INSTRUCTIONS TO FOLLOW:
Given the records below, would you repeat exactly the lines that begin at the one containing "async fn get_institution_by_id(&self, id: i64)" and end at the one containing "i64, update: UpdateSubjectRequest)", inclusive?
>>
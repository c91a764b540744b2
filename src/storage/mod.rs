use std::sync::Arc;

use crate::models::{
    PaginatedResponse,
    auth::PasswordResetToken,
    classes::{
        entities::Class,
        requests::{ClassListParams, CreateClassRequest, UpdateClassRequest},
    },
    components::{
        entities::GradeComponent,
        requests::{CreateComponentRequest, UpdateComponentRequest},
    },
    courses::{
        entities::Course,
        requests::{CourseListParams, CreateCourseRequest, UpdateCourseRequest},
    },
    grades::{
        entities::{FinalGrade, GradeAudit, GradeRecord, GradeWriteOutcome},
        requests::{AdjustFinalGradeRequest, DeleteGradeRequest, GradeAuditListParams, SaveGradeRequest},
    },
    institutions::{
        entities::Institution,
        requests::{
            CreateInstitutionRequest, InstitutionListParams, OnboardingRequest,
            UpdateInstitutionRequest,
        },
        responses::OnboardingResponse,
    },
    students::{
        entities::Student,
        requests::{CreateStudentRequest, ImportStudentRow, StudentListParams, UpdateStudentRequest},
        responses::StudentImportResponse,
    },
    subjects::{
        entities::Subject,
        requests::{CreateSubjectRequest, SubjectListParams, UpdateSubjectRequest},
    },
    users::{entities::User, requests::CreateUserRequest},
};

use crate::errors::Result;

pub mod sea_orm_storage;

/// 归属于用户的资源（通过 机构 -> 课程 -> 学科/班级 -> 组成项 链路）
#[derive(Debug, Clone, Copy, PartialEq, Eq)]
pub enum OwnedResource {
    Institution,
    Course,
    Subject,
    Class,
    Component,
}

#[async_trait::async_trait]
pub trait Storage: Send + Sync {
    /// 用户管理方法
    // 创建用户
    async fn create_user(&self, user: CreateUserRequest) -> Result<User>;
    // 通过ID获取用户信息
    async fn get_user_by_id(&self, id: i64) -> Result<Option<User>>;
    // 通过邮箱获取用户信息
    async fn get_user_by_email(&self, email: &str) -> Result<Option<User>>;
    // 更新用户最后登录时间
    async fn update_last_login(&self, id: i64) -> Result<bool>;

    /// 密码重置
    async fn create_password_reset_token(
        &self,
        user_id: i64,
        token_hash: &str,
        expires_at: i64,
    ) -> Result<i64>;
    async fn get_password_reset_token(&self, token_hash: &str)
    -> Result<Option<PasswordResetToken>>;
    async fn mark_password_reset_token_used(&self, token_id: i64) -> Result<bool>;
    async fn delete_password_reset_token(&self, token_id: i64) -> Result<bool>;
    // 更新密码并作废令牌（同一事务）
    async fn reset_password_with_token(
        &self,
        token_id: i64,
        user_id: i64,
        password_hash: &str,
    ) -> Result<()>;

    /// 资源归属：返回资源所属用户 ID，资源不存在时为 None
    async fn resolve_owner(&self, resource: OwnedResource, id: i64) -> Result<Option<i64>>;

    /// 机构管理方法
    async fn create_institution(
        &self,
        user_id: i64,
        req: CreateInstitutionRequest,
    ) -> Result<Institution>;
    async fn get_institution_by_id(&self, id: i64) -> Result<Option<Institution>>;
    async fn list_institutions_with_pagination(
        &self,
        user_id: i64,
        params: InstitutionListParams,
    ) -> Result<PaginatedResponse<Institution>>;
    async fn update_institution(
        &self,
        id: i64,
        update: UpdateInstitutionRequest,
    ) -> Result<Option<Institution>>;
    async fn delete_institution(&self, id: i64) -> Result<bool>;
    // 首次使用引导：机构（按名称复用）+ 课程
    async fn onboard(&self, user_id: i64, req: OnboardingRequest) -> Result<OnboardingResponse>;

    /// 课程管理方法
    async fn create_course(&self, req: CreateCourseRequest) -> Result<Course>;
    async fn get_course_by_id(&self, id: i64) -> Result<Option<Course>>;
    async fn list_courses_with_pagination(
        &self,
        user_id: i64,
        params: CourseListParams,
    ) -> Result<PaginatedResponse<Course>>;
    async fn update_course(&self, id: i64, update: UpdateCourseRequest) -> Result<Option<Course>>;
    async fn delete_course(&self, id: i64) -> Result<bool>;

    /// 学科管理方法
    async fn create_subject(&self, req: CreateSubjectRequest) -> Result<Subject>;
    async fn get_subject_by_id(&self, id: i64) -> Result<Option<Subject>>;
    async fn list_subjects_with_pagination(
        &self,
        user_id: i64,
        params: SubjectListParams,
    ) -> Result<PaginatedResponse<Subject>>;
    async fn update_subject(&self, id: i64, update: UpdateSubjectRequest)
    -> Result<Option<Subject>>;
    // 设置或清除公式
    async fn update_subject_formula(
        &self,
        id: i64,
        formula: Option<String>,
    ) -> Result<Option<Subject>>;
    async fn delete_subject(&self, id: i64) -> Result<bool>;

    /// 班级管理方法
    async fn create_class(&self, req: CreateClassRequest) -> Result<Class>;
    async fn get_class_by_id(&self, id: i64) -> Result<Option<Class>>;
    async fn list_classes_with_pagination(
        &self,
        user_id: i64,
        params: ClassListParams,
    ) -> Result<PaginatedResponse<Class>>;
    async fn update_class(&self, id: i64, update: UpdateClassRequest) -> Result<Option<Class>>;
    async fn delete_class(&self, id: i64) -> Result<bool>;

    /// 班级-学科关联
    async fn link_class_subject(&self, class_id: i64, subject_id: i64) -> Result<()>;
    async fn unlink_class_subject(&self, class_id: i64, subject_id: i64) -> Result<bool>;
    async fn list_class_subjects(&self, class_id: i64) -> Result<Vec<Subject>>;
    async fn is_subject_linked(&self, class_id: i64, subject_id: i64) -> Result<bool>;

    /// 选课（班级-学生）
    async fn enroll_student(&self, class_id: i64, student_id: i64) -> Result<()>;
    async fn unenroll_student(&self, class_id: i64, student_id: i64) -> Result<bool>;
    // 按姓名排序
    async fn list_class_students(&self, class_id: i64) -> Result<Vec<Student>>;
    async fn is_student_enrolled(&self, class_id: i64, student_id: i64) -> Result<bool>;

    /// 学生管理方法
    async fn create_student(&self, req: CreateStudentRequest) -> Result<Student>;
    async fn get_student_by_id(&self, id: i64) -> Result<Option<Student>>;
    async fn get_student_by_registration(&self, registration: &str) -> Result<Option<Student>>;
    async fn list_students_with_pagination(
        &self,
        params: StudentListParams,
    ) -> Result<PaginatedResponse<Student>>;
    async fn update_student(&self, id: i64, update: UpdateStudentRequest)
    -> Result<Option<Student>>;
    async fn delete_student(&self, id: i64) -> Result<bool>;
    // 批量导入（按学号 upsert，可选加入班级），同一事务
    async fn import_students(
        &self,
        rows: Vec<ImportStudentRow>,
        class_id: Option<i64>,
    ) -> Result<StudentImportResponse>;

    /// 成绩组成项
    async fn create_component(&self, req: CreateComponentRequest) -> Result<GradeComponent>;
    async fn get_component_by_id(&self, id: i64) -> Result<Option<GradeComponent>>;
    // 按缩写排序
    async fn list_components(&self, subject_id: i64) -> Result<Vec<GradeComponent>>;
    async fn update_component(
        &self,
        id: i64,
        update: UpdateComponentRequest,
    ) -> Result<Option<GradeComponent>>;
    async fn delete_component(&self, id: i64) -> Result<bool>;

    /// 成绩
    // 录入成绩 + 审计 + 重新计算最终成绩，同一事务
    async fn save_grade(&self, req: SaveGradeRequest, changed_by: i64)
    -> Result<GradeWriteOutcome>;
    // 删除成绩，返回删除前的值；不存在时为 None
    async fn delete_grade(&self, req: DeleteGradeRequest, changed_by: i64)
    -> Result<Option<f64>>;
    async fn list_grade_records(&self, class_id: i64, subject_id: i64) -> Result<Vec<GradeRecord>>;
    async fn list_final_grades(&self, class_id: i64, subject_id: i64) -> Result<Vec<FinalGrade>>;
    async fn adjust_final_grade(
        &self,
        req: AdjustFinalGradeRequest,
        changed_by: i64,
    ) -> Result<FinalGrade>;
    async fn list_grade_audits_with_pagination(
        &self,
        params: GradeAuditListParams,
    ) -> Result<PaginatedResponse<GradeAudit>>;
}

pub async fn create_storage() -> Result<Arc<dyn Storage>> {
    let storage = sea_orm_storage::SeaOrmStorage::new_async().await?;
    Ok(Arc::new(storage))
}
<<
ANSWER AREA:
    async fn get_institution_by_id(&self, id: i64) -> Result<Option<Institution>>;
    async fn list_institutions_with_pagination(
        &self,
        user_id: i64,
        params: InstitutionListParams,
    ) -> Result<PaginatedResponse<Institution>>;
    async fn update_institution(
        &self,
        id: i64,
        update: UpdateInstitutionRequest,
    ) -> Result<Option<Institution>>;
    async fn delete_institution(&self, id: i64) -> Result<bool>;
    // 首次使用引导：机构（按名称复用）+ 课程
    async fn onboard(&self, user_id: i64, req: OnboardingRequest) -> Result<OnboardingResponse>;

    /// 课程管理方法
    async fn create_course(&self, req: CreateCourseRequest) -> Result<Course>;
    async fn get_course_by_id(&self, id: i64) -> Result<Option<Course>>;
    async fn list_courses_with_pagination(
        &self,
        user_id: i64,
        params: CourseListParams,
    ) -> Result<PaginatedResponse<Course>>;
    async fn update_course(&self, id: i64, update: UpdateCourseRequest) -> Result<Option<Course>>;
    async fn delete_course(&self, id: i64) -> Result<bool>;

    /// 学科管理方法
    async fn create_subject(&self, req: CreateSubjectRequest) -> Result<Subject>;
    async fn get_subject_by_id(&self, id: i64) -> Result<Option<Subject>>;
    async fn list_subjects_with_pagination(
        &self,
        user_id: i64,
        params: SubjectListParams,
    ) -> Result<PaginatedResponse<Subject>>;
    async fn update_subject(&self, id: i64, update: UpdateSubjectRequest)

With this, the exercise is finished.